:: Data supplied ::

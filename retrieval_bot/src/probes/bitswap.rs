use async_trait::async_trait;
use cid::Cid;
use color_eyre::{eyre::eyre, eyre::WrapErr, Result};
use libp2p::{Multiaddr, PeerId};
use tokio_util::sync::CancellationToken;
use tracing::warn;

use crate::multiaddr_util::{bytes_to_multiaddrs, split_peer_id};
use crate::net::{new_probe_swarm, BitswapClient, PeerAddr, RetrievalProtocol};
use crate::resolver::{ProtocolResolver, PROTOCOL_BITSWAP};
use crate::types::{ErrorCode, RetrievalResult, Task};
use crate::worker::Probe;

/// Metadata keys steering the probe.
const KEY_RETRIEVE_TYPE: &str = "retrieve_type";
const KEY_MAX_TRAVERSE_DEPTH: &str = "max_traverse_depth";
const RETRIEVE_TYPE_DAG: &str = "spade";

pub struct BitswapProbe;

#[async_trait]
impl Probe for BitswapProbe {
    async fn do_work(&self, task: &Task, _: &CancellationToken) -> Result<RetrievalResult> {
        let mut swarm = new_probe_swarm()?;

        let (peer_id, addrs) = task.provider.peer_addr()?;
        let provider = PeerAddr {
            peer_id,
            addrs,
        };
        let content_cid: Cid = task
            .content
            .cid
            .parse()
            .wrap_err("failed to parse content cid")?;

        // The block-exchange endpoint is only advertised through the
        // transports listing.
        let protocols = ProtocolResolver::new(task.timeout);
        if !protocols.is_boost_provider(&mut swarm, &provider).await? {
            return Ok(RetrievalResult::error(
                ErrorCode::ProtocolNotSupported,
                "provider does not serve a transports listing",
            ));
        }

        let listing = protocols
            .get_retrieval_protocols(&mut swarm, &provider)
            .await
            .wrap_err("failed to get retrieval protocols")?;

        let Some(endpoint) = bitswap_endpoint(&listing) else {
            return Ok(RetrievalResult::error(
                ErrorCode::ProtocolNotSupported,
                "no bitswap multiaddr available",
            ));
        };

        let client = BitswapClient::new(task.timeout);
        match traverse_depth(task)? {
            Some(depth) => {
                client
                    .traverse(&mut swarm, &endpoint, content_cid, depth)
                    .await
            }
            None => client.retrieve(&mut swarm, &endpoint, content_cid).await,
        }
    }
}

/// Extracts the advertised block-exchange endpoint. Addresses carry the
/// endpoint peer id as a trailing component; mismatched extra peer ids
/// are dropped.
fn bitswap_endpoint(listing: &[RetrievalProtocol]) -> Option<PeerAddr> {
    let mut peer_id: Option<PeerId> = None;
    let mut addrs: Vec<Multiaddr> = Vec::new();

    for protocol in listing {
        if protocol.name != PROTOCOL_BITSWAP {
            continue;
        }
        for addr in bytes_to_multiaddrs(&protocol.address_bytes()) {
            let (remain, peer) = split_peer_id(addr.clone());
            match (peer, peer_id) {
                (Some(found), None) => {
                    peer_id = Some(found);
                    addrs.push(remain);
                }
                (Some(found), Some(existing)) if found == existing => addrs.push(remain),
                (Some(_), Some(_)) => {
                    warn!(%addr, "found multiple peer ids for bitswap");
                }
                (None, _) => addrs.push(remain),
            }
        }
    }

    let peer_id = peer_id?;
    if addrs.is_empty() {
        return None;
    }
    Some(PeerAddr { peer_id, addrs })
}

fn traverse_depth(task: &Task) -> Result<Option<u32>> {
    if task.metadata.get(KEY_RETRIEVE_TYPE).map(String::as_str) != Some(RETRIEVE_TYPE_DAG) {
        return Ok(None);
    }

    let depth = task
        .metadata
        .get(KEY_MAX_TRAVERSE_DEPTH)
        .ok_or_else(|| eyre!("traversal requested without {KEY_MAX_TRAVERSE_DEPTH}"))?
        .parse::<u32>()
        .wrap_err("failed to parse max_traverse_depth")?;

    Ok(Some(depth))
}

#[cfg(test)]
mod tests {
    use super::*;
    use crate::net::AddrBytes;
    use crate::types::{Content, ModuleName, Provider};
    use chrono::Utc;
    use std::collections::HashMap;
    use std::time::Duration;

    const PEER: &str = "12D3KooWD3eckifWpRn9wQpMG9R9hX3sD158z7EqHWmweQAJU5SA";

    fn listing_with(name: &str, addrs: Vec<&str>) -> Vec<RetrievalProtocol> {
        vec![RetrievalProtocol {
            name: name.to_string(),
            addresses: addrs
                .into_iter()
                .map(|addr| AddrBytes(addr.parse::<Multiaddr>().unwrap().to_vec()))
                .collect(),
        }]
    }

    #[test]
    fn endpoint_requires_a_peer_component() {
        let listing = listing_with(PROTOCOL_BITSWAP, vec!["/ip4/1.2.3.4/tcp/1234"]);
        assert!(bitswap_endpoint(&listing).is_none());
    }

    #[test]
    fn endpoint_splits_peer_from_address() {
        let addr = format!("/ip4/1.2.3.4/tcp/1234/p2p/{PEER}");
        let listing = listing_with(PROTOCOL_BITSWAP, vec![addr.as_str()]);

        let endpoint = bitswap_endpoint(&listing).unwrap();
        assert_eq!(endpoint.peer_id.to_string(), PEER);
        assert_eq!(endpoint.addrs[0].to_string(), "/ip4/1.2.3.4/tcp/1234");
    }

    #[test]
    fn non_bitswap_entries_are_ignored() {
        let addr = format!("/ip4/1.2.3.4/tcp/1234/p2p/{PEER}");
        let listing = listing_with("http", vec![addr.as_str()]);
        assert!(bitswap_endpoint(&listing).is_none());
    }

    #[test]
    fn traversal_depth_comes_from_metadata() {
        let mut metadata = HashMap::new();
        metadata.insert(KEY_RETRIEVE_TYPE.to_string(), RETRIEVE_TYPE_DAG.to_string());
        metadata.insert(KEY_MAX_TRAVERSE_DEPTH.to_string(), "4".to_string());

        let task = Task {
            requester: "test".to_string(),
            module: ModuleName::Bitswap,
            metadata,
            provider: Provider::default(),
            content: Content {
                cid: "bafy".to_string(),
            },
            timeout: Duration::from_secs(15),
            created_at: Utc::now(),
        };

        assert_eq!(traverse_depth(&task).unwrap(), Some(4));
    }
}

:::

In the entries above, some lines hold the string "ModuleName". Copy each of them.

• [Response area]
    use crate::types::{Content, ModuleName, Provider};
            module: ModuleName::Bitswap,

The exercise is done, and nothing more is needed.